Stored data

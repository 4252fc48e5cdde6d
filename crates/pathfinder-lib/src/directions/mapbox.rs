use reqwest::blocking::Client;
use reqwest::Url;
use serde::Deserialize;

use super::{fetch_with_retries, path_from_pairs, DirectionsProvider};
use crate::config::ProviderEndpoint;
use crate::error::{Error, Result};
use crate::geo::Coordinate;
use crate::http::{get_text, parse_url, with_segment};

#[derive(Debug, Deserialize)]
struct DirectionsResponse {
    #[serde(default)]
    routes: Vec<DirectionsRoute>,
}

#[derive(Debug, Deserialize)]
struct DirectionsRoute {
    geometry: LineGeometry,
}

#[derive(Debug, Deserialize)]
struct LineGeometry {
    coordinates: Vec<[f64; 2]>,
}

/// Mapbox Directions API, driving profile.
#[derive(Debug, Clone)]
pub struct MapboxDirections {
    client: Client,
    base_url: Url,
    api_key: String,
}

impl MapboxDirections {
    pub fn new(client: Client, endpoint: &ProviderEndpoint) -> Result<Self> {
        Ok(Self {
            client,
            base_url: parse_url("MAPBOX_DIRECTIONS_BASE_URL", &endpoint.url)?,
            api_key: endpoint.api_key.clone(),
        })
    }
}

impl DirectionsProvider for MapboxDirections {
    fn name(&self) -> &str {
        "mapbox"
    }

    fn route(&self, start: Coordinate, end: Coordinate) -> Result<Vec<Coordinate>> {
        let url = with_segment(&self.base_url, &format!("{start};{end}"));
        let query = [
            ("access_token", self.api_key.clone()),
            ("geometries", "geojson".to_string()),
        ];
        let body = fetch_with_retries(self.name(), || {
            get_text(&self.client, url.clone(), &query)
        })?;

        let response: DirectionsResponse = serde_json::from_str(&body)
            .map_err(|err| Error::provider(self.name(), format!("malformed response: {err}")))?;
        let route = response
            .routes
            .first()
            .ok_or_else(|| Error::provider(self.name(), "response contained no routes"))?;
        path_from_pairs(self.name(), &route.geometry.coordinates)
    }
}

▶ What the exercise asks:
Check every line of the records above for the string "impl". Copy those that hold it.

▶ Result for this task:
impl MapboxDirections {
impl DirectionsProvider for MapboxDirections {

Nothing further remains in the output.